Scan the entries below. List each line with "never".

***** Given information *****

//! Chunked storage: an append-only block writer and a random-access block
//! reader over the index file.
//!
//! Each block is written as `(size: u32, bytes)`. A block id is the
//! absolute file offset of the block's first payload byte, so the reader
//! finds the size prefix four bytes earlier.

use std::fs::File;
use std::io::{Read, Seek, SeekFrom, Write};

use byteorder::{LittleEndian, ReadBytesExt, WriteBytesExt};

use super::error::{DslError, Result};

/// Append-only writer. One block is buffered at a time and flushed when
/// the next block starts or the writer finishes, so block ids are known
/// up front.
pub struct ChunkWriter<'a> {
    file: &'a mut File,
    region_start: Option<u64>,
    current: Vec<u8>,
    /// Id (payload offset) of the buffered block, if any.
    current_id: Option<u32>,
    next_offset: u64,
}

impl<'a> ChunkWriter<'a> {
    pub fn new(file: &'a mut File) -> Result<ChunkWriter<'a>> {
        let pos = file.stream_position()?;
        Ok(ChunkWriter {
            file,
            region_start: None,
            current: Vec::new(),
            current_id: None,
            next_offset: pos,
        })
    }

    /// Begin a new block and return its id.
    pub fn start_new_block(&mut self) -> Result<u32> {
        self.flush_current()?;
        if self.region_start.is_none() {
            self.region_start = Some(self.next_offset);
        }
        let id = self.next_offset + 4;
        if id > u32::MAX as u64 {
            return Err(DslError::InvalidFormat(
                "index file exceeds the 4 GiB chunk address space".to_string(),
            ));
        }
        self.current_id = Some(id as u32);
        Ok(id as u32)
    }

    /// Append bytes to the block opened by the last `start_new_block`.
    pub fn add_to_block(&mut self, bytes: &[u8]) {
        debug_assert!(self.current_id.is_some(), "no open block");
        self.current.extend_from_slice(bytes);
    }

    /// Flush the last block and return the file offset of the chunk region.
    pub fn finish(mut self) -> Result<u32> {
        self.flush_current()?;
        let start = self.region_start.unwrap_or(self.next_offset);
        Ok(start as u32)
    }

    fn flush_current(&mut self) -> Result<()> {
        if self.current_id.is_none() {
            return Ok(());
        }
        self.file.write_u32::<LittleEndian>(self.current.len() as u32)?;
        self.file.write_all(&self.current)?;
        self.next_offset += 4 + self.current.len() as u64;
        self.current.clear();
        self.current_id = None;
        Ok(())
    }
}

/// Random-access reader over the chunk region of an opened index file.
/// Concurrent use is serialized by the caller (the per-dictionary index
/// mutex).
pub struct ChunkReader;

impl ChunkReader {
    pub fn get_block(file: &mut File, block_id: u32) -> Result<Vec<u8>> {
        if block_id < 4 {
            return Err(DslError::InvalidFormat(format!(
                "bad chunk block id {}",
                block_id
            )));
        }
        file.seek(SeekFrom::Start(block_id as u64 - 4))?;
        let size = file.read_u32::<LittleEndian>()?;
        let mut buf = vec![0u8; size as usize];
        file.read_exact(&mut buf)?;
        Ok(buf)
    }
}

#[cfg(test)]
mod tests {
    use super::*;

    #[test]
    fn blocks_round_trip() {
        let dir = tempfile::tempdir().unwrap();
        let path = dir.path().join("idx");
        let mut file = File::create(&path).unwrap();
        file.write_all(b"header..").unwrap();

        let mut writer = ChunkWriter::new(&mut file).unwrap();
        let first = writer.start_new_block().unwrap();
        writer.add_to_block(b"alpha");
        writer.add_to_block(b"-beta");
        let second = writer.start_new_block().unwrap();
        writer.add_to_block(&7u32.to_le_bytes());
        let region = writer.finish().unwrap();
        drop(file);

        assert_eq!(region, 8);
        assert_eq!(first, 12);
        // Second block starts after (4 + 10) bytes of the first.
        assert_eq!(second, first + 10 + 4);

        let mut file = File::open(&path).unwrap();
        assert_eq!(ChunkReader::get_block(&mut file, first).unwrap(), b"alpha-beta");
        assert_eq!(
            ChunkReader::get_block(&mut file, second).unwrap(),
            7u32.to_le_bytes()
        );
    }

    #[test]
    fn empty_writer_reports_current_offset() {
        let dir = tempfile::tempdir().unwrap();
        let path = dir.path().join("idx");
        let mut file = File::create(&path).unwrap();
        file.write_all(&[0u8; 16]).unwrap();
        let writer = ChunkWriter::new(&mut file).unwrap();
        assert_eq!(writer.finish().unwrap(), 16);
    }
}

*****
***** Given information *****

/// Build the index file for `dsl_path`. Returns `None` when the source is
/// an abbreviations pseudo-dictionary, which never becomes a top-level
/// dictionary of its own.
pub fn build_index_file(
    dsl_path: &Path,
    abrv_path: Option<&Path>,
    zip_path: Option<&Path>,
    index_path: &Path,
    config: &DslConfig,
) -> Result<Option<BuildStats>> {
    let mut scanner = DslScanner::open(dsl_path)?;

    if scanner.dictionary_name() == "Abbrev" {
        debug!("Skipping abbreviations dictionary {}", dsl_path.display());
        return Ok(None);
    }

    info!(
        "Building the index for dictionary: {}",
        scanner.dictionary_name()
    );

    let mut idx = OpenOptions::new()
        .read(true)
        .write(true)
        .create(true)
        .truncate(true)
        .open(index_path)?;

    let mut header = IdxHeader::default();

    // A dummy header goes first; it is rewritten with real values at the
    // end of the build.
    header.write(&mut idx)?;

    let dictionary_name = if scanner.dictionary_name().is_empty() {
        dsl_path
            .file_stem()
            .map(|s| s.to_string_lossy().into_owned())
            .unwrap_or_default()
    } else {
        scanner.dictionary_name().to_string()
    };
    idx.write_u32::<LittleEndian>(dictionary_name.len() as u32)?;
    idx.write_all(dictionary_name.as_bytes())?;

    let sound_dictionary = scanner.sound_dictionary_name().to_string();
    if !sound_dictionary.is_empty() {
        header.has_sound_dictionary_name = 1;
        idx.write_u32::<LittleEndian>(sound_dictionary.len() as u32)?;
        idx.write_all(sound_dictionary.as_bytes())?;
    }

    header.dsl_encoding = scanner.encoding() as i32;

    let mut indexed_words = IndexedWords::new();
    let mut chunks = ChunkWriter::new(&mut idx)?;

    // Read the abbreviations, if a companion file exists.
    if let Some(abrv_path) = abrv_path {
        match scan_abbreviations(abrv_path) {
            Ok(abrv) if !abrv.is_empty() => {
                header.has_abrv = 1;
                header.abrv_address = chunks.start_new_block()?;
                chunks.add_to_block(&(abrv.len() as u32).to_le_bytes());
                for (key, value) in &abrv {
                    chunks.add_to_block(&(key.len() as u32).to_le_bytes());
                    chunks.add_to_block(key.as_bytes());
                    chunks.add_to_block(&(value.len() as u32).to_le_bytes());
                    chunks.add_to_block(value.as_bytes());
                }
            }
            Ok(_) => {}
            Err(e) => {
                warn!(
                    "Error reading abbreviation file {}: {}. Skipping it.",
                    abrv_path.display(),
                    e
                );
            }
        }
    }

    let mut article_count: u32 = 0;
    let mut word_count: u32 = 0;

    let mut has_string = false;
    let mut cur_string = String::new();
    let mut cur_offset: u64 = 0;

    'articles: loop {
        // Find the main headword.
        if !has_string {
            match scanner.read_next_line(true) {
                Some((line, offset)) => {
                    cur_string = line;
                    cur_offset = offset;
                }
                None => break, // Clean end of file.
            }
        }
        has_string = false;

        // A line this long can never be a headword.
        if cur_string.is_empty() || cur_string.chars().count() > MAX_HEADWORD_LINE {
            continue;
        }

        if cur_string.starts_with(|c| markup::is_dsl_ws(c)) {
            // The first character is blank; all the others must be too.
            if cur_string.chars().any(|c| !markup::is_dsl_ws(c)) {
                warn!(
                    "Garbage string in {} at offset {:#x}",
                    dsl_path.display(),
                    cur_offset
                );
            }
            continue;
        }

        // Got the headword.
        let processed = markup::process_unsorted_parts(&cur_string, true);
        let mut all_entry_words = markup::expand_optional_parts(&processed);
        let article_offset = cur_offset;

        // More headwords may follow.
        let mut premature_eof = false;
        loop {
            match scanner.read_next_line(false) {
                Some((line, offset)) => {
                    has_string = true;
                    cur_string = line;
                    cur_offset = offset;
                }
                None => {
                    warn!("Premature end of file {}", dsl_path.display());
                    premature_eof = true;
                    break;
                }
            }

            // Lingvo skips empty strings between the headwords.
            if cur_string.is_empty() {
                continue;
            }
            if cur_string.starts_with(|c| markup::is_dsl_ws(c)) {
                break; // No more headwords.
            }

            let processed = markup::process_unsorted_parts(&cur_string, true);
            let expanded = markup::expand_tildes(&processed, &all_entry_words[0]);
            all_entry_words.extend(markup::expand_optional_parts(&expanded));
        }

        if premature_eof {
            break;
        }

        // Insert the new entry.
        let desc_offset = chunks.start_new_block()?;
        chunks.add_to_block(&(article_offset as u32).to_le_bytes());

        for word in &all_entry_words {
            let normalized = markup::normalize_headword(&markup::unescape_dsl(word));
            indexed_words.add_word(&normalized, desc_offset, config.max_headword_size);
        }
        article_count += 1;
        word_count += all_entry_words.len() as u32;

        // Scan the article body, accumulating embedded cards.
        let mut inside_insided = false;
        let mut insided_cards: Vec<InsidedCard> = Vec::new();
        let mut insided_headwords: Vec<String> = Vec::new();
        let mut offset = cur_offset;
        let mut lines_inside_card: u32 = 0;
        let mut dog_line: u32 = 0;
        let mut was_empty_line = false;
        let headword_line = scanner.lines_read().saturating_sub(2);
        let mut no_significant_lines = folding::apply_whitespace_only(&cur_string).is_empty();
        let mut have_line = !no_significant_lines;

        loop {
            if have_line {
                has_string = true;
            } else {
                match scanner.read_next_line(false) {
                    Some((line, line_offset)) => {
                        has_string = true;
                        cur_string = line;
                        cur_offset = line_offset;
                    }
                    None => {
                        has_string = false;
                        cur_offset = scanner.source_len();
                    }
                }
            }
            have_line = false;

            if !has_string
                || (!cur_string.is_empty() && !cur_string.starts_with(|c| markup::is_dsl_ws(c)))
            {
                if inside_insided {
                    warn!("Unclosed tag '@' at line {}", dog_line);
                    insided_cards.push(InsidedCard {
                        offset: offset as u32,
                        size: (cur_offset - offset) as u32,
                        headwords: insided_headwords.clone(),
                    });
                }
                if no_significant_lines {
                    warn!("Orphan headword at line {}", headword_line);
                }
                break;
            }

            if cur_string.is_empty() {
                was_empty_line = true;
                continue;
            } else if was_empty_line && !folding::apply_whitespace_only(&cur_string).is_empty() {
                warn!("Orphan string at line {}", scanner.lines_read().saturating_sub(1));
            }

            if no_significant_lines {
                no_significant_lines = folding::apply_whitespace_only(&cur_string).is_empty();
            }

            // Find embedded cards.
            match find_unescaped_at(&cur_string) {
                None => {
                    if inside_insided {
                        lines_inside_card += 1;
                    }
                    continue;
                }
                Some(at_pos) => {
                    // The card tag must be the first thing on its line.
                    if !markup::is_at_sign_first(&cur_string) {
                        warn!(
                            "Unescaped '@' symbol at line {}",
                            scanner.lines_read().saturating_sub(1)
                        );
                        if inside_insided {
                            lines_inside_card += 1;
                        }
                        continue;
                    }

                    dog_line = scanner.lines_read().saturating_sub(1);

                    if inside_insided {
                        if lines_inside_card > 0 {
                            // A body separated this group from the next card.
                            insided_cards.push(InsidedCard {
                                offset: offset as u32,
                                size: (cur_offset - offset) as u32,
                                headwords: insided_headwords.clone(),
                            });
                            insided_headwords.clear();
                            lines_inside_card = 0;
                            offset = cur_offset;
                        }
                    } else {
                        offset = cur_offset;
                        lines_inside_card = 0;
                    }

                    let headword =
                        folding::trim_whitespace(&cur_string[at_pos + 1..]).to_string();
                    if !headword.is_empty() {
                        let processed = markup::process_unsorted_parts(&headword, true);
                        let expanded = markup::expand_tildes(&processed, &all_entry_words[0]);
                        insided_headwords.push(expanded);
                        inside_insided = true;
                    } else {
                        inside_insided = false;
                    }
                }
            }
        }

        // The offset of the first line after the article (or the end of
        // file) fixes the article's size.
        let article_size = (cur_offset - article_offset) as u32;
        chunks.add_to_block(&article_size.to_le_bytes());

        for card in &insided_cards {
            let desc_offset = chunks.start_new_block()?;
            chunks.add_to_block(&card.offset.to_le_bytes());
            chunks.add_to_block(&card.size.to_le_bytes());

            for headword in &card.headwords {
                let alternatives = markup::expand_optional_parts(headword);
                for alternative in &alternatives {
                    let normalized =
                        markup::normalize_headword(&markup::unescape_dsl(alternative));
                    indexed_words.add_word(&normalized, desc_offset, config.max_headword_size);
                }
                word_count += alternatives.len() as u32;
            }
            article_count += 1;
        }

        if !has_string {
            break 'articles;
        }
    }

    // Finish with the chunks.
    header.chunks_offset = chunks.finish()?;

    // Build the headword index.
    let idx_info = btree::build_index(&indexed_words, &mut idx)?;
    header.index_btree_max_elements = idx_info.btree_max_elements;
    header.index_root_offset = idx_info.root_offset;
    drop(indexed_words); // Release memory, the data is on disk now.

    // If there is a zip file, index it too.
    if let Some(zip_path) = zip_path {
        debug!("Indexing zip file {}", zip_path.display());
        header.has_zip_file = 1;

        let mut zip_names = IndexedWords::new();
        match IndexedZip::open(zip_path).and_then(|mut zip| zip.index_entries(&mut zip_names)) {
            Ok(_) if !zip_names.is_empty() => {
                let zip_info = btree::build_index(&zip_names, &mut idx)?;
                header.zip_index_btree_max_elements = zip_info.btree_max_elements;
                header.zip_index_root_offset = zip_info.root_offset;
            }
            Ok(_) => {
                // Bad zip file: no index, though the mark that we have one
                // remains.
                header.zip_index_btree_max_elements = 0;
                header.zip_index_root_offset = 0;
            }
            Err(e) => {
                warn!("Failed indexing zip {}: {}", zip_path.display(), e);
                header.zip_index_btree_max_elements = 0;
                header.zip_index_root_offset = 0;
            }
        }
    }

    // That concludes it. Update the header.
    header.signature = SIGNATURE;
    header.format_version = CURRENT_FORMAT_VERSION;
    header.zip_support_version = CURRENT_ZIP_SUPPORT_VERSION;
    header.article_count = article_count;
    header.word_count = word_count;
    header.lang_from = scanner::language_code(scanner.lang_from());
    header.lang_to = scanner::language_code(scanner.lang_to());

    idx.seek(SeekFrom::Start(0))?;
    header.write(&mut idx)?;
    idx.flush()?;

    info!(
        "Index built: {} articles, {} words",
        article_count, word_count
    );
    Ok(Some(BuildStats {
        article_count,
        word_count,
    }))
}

*****

=== Exercise answer ===
/// an abbreviations pseudo-dictionary, which never becomes a top-level
        // A line this long can never be a headword.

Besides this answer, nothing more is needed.